[[ Supplied data open ]]

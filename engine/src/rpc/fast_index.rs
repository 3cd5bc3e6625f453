//! Fast-index backend: a cursor-paged "token accounts by mint" method that
//! returns already-decoded accounts. Preferred whenever a credential is
//! configured.

use std::sync::Arc;

use async_trait::async_trait;
use serde_json::{json, Map, Value};
use tracing::debug;

use crate::error::FetchError;
use crate::fetch::{retain_valid, ContinuationMode, PageFetcher};
use crate::model::{PageRequest, PageResult};
use crate::rpc::decode::{decode_indexed, TokenAccountsPage};
use crate::rpc::RpcClient;

pub struct FastIndexFetcher {
    client: Arc<RpcClient>,
    /// Used for entries that do not carry their own decimals.
    decimals: Option<u8>,
}

impl FastIndexFetcher {
    pub fn new(client: Arc<RpcClient>) -> Self {
        Self {
            client,
            decimals: None,
        }
    }

    pub fn with_decimals(mut self, decimals: Option<u8>) -> Self {
        self.decimals = decimals;
        self
    }

    fn params(request: &PageRequest) -> Value {
        let mut params = Map::new();
        params.insert("mint".into(), json!(request.token));
        if let Some(limit) = request.page_size {
            params.insert("limit".into(), json!(limit));
        }
        if let Some(cursor) = &request.continuation {
            params.insert("cursor".into(), json!(cursor));
        }
        Value::Object(params)
    }
}

#[async_trait]
impl PageFetcher for FastIndexFetcher {
    fn name(&self) -> &str {
        "fast-index"
    }

    fn continuation_mode(&self) -> ContinuationMode {
        ContinuationMode::Cursor
    }

    async fn fetch(&self, request: &PageRequest) -> Result<PageResult, FetchError> {
        if request.filter.prefix.is_some() {
            return Err(FetchError::Unsupported(
                "fast index cannot filter by key prefix".into(),
            ));
        }

        let page: TokenAccountsPage = self
            .client
            .call_fast_index("getTokenAccounts", Self::params(request))
            .await?;

        let raw_entries = page.token_accounts.len();
        let last_key = page
            .token_accounts
            .last()
            .and_then(|e| e.get("address"))
            .and_then(Value::as_str)
            .map(str::to_string);
        let decimals = self.decimals;
        let (records, malformed) = retain_valid(
            self.name(),
            page.token_accounts.iter().map(|e| decode_indexed(e, decimals)),
        );

        debug!(
            raw_entries,
            holders = records.len(),
            malformed,
            total = ?page.total,
            has_cursor = page.cursor.is_some(),
            "token accounts page decoded"
        );

        Ok(PageResult {
            records,
            continuation: page.cursor.filter(|c| !c.is_empty()),
            raw_entries,
            last_key,
        })
    }
}

#[cfg(test)]
mod tests {
    use super::*;
    use crate::model::FilterSpec;

    #[test]
    fn params_carry_cursor_only_when_continuing() {
        let first = PageRequest::first("Mint", FilterSpec::token_accounts("Mint"), Some(1000));
        let params = FastIndexFetcher::params(&first);
        assert_eq!(params["mint"], "Mint");
        assert_eq!(params["limit"], 1000);
        assert!(params.get("cursor").is_none());

        let next = first.next("abc".into());
        assert_eq!(FastIndexFetcher::params(&next)["cursor"], "abc");
    }
}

[[ Supplied data closed ]]

◆ Instructions to follow ◆
The response should be a verbatim transcription of the data.

◆ Answer ◆
filename engine/src/rpc/fast_index.rs
repository 3cd5bc3e6625f453
//! Fast-index backend: a cursor-paged "token accounts by mint" method that
//! returns already-decoded accounts. Preferred whenever a credential is
//! configured.

use std::sync::Arc;

use async_trait::async_trait;
use serde_json::{json, Map, Value};
use tracing::debug;

use crate::error::FetchError;
use crate::fetch::{retain_valid, ContinuationMode, PageFetcher};
use crate::model::{PageRequest, PageResult};
use crate::rpc::decode::{decode_indexed, TokenAccountsPage};
use crate::rpc::RpcClient;

pub struct FastIndexFetcher {
    client: Arc<RpcClient>,
    /// Used for entries that do not carry their own decimals.
    decimals: Option<u8>,
}

impl FastIndexFetcher {
    pub fn new(client: Arc<RpcClient>) -> Self {
        Self {
            client,
            decimals: None,
        }
    }

    pub fn with_decimals(mut self, decimals: Option<u8>) -> Self {
        self.decimals = decimals;
        self
    }

    fn params(request: &PageRequest) -> Value {
        let mut params = Map::new();
        params.insert("mint".into(), json!(request.token));
        if let Some(limit) = request.page_size {
            params.insert("limit".into(), json!(limit));
        }
        if let Some(cursor) = &request.continuation {
            params.insert("cursor".into(), json!(cursor));
        }
        Value::Object(params)
    }
}

#[async_trait]
impl PageFetcher for FastIndexFetcher {
    fn name(&self) -> &str {
        "fast-index"
    }

    fn continuation_mode(&self) -> ContinuationMode {
        ContinuationMode::Cursor
    }

    async fn fetch(&self, request: &PageRequest) -> Result<PageResult, FetchError> {
        if request.filter.prefix.is_some() {
            return Err(FetchError::Unsupported(
                "fast index cannot filter by key prefix".into(),
            ));
        }

        let page: TokenAccountsPage = self
            .client
            .call_fast_index("getTokenAccounts", Self::params(request))
            .await?;

        let raw_entries = page.token_accounts.len();
        let last_key = page
            .token_accounts
            .last()
            .and_then(|e| e.get("address"))
            .and_then(Value::as_str)
            .map(str::to_string);
        let decimals = self.decimals;
        let (records, malformed) = retain_valid(
            self.name(),
            page.token_accounts.iter().map(|e| decode_indexed(e, decimals)),
        );

        debug!(
            raw_entries,
            holders = records.len(),
            malformed,
            total = ?page.total,
            has_cursor = page.cursor.is_some(),
            "token accounts page decoded"
        );

        Ok(PageResult {
            records,
            continuation: page.cursor.filter(|c| !c.is_empty()),
            raw_entries,
            last_key,
        })
    }
}

#[cfg(test)]
mod tests {
    use super::*;
    use crate::model::FilterSpec;

    #[test]
    fn params_carry_cursor_only_when_continuing() {
        let first = PageRequest::first("Mint", FilterSpec::token_accounts("Mint"), Some(1000));
        let params = FastIndexFetcher::params(&first);
        assert_eq!(params["mint"], "Mint");
        assert_eq!(params["limit"], 1000);
        assert!(params.get("cursor").is_none());

        let next = first.next("abc".into());
        assert_eq!(FastIndexFetcher::params(&next)["cursor"], "abc");
    }
}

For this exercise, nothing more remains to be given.